**Task instructions**
In the listing below, find the line containing "CliConfig::try_parse_from(argv).unwrap()" and the line containing "assert_eq!(settings.timeout_seconds, 12);". Repeat exactly those two lines and every line between them.

**Source material**

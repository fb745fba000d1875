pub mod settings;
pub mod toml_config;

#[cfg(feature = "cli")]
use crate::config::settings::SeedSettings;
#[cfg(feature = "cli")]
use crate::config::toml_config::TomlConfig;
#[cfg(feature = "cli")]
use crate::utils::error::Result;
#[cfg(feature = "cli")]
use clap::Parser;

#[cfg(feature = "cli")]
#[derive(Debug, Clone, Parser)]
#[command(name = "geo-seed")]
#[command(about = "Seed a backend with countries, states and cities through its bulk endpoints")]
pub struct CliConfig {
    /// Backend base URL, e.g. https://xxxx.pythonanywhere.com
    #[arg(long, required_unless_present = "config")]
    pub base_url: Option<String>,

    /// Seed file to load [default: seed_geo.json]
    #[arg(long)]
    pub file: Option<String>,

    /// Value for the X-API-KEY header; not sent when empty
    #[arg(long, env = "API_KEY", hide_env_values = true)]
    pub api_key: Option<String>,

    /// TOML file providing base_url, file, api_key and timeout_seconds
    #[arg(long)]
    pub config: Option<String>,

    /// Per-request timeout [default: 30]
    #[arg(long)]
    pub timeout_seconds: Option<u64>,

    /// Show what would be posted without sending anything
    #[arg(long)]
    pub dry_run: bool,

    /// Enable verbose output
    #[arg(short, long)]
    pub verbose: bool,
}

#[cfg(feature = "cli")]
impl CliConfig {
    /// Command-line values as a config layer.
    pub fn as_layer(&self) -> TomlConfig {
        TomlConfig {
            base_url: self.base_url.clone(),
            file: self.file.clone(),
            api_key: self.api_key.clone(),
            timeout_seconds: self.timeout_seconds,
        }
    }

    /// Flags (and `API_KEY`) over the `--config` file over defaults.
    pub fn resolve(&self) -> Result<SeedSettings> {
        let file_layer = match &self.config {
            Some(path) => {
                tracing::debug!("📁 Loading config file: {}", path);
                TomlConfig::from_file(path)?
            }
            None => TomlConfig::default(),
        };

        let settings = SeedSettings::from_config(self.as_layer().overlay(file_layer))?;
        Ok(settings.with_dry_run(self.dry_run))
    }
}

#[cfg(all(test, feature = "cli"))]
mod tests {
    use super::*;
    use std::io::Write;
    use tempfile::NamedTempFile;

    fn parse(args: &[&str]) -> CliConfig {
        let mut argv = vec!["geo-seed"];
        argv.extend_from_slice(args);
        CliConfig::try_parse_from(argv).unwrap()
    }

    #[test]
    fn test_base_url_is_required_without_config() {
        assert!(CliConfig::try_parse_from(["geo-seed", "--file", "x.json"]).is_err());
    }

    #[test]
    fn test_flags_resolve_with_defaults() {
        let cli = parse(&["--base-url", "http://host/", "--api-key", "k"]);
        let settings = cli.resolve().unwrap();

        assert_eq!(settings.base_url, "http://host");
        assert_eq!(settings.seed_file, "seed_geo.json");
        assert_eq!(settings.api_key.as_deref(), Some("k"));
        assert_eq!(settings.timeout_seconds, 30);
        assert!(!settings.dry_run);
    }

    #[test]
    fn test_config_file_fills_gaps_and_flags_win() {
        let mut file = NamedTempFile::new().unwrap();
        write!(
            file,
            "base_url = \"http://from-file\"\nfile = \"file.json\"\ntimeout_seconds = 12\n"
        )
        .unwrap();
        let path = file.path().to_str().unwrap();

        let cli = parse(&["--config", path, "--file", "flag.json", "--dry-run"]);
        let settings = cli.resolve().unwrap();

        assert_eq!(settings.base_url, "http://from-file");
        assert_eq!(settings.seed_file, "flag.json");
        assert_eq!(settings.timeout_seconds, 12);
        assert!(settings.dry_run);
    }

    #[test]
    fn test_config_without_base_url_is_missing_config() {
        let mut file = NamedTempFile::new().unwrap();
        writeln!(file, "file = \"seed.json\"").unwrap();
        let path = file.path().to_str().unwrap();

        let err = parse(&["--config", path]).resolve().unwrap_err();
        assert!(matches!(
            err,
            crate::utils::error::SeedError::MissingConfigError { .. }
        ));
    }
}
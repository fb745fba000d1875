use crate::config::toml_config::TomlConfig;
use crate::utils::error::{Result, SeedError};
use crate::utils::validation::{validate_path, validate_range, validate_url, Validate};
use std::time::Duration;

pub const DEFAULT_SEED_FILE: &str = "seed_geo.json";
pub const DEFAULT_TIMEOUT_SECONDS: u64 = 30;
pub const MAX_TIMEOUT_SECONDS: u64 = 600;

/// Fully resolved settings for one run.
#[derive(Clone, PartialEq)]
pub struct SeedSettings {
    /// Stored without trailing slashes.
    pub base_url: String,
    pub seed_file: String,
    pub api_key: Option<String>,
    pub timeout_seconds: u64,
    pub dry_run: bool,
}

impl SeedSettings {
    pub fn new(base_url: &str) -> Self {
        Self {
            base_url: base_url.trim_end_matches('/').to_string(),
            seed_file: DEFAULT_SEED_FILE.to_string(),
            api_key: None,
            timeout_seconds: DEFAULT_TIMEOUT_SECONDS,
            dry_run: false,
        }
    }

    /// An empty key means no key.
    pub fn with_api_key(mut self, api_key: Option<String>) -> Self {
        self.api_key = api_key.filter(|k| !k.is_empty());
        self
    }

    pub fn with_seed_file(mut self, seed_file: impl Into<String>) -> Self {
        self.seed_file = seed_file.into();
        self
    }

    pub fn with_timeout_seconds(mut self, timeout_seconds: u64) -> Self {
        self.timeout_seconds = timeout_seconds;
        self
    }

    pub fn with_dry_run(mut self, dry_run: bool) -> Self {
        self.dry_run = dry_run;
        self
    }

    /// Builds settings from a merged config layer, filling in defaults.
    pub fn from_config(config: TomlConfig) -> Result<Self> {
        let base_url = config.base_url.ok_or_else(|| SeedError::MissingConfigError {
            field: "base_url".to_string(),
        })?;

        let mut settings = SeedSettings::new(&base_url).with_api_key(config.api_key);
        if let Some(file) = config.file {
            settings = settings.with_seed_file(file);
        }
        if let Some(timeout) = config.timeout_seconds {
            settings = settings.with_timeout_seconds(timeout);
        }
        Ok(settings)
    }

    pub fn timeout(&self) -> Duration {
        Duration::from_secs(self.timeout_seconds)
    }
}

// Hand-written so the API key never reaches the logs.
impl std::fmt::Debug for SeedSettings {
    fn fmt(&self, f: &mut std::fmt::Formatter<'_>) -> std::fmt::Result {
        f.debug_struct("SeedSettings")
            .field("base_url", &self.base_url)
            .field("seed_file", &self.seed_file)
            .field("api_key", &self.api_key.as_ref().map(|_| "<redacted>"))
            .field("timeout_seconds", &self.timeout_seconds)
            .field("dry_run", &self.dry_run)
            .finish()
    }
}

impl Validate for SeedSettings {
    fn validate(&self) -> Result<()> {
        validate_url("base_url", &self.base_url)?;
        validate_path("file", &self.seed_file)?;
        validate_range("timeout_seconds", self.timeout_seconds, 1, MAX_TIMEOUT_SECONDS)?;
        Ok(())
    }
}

--

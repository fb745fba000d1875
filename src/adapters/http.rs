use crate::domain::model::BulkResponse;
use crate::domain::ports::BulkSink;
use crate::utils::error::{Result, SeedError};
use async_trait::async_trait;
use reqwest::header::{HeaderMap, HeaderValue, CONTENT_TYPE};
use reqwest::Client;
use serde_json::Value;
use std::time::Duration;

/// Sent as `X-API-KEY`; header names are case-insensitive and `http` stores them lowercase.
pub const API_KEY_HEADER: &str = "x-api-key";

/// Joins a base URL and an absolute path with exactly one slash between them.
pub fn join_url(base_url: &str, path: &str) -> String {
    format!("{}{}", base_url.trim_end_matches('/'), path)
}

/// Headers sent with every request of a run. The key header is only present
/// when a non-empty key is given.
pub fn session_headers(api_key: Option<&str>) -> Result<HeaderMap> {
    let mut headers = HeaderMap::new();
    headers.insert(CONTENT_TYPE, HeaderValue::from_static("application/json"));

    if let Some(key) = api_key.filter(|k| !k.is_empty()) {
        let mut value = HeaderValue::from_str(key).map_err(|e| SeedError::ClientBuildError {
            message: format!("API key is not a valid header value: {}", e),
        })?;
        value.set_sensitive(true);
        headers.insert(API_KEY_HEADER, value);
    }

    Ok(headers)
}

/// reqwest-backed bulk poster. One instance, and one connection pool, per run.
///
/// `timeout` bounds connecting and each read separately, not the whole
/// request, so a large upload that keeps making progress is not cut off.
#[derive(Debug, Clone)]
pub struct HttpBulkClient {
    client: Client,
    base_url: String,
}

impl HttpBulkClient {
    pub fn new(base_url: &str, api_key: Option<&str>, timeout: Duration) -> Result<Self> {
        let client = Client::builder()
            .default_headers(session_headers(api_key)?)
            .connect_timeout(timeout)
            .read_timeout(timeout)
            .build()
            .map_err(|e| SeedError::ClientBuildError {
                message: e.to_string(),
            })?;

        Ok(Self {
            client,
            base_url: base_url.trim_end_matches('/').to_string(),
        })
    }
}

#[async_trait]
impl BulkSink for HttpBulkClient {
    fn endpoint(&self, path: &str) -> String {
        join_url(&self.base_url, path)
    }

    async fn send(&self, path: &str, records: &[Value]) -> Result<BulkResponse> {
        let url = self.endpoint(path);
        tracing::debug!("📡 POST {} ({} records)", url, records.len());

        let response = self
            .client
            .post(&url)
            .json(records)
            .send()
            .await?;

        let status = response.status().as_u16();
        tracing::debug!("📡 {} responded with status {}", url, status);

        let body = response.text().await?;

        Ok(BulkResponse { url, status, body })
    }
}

* * *

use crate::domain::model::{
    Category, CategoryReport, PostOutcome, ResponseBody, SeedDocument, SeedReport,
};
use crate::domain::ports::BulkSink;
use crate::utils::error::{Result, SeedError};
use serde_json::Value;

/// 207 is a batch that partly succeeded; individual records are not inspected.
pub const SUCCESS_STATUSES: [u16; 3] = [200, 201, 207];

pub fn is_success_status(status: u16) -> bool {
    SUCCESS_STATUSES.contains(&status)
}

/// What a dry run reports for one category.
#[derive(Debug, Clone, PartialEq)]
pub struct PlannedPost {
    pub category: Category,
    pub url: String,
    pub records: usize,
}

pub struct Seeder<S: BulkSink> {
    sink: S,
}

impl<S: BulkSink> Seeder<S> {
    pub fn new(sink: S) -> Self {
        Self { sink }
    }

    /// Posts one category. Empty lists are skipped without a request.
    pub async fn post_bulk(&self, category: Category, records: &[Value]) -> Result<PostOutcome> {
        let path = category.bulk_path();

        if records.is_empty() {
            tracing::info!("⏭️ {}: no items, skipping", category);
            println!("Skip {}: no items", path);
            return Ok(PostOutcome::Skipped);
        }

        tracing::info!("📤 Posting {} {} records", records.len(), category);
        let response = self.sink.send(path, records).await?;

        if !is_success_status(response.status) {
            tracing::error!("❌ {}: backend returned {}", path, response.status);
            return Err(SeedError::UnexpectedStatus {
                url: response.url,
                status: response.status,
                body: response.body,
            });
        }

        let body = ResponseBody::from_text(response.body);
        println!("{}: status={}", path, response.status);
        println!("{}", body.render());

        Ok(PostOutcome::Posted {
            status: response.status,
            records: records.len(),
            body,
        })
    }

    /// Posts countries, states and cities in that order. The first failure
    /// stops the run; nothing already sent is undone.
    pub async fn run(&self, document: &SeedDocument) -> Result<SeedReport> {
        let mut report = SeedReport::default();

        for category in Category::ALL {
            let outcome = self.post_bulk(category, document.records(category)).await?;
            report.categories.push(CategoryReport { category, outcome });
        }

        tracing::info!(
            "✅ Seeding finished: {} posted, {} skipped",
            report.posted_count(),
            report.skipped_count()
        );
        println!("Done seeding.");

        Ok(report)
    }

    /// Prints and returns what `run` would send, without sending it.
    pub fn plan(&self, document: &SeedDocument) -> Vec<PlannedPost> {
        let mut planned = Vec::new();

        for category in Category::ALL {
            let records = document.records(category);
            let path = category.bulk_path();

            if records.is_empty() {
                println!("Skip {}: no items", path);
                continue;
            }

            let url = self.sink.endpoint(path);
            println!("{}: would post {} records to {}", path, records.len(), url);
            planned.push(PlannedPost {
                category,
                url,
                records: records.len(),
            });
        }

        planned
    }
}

**Answer to the problem**
        CliConfig::try_parse_from(argv).unwrap()
    }

    #[test]
    fn test_base_url_is_required_without_config() {
        assert!(CliConfig::try_parse_from(["geo-seed", "--file", "x.json"]).is_err());
    }

    #[test]
    fn test_flags_resolve_with_defaults() {
        let cli = parse(&["--base-url", "http://host/", "--api-key", "k"]);
        let settings = cli.resolve().unwrap();

        assert_eq!(settings.base_url, "http://host");
        assert_eq!(settings.seed_file, "seed_geo.json");
        assert_eq!(settings.api_key.as_deref(), Some("k"));
        assert_eq!(settings.timeout_seconds, 30);
        assert!(!settings.dry_run);
    }

    #[test]
    fn test_config_file_fills_gaps_and_flags_win() {
        let mut file = NamedTempFile::new().unwrap();
        write!(
            file,
            "base_url = \"http://from-file\"\nfile = \"file.json\"\ntimeout_seconds = 12\n"
        )
        .unwrap();
        let path = file.path().to_str().unwrap();

        let cli = parse(&["--config", path, "--file", "flag.json", "--dry-run"]);
        let settings = cli.resolve().unwrap();

        assert_eq!(settings.base_url, "http://from-file");
        assert_eq!(settings.seed_file, "flag.json");
        assert_eq!(settings.timeout_seconds, 12);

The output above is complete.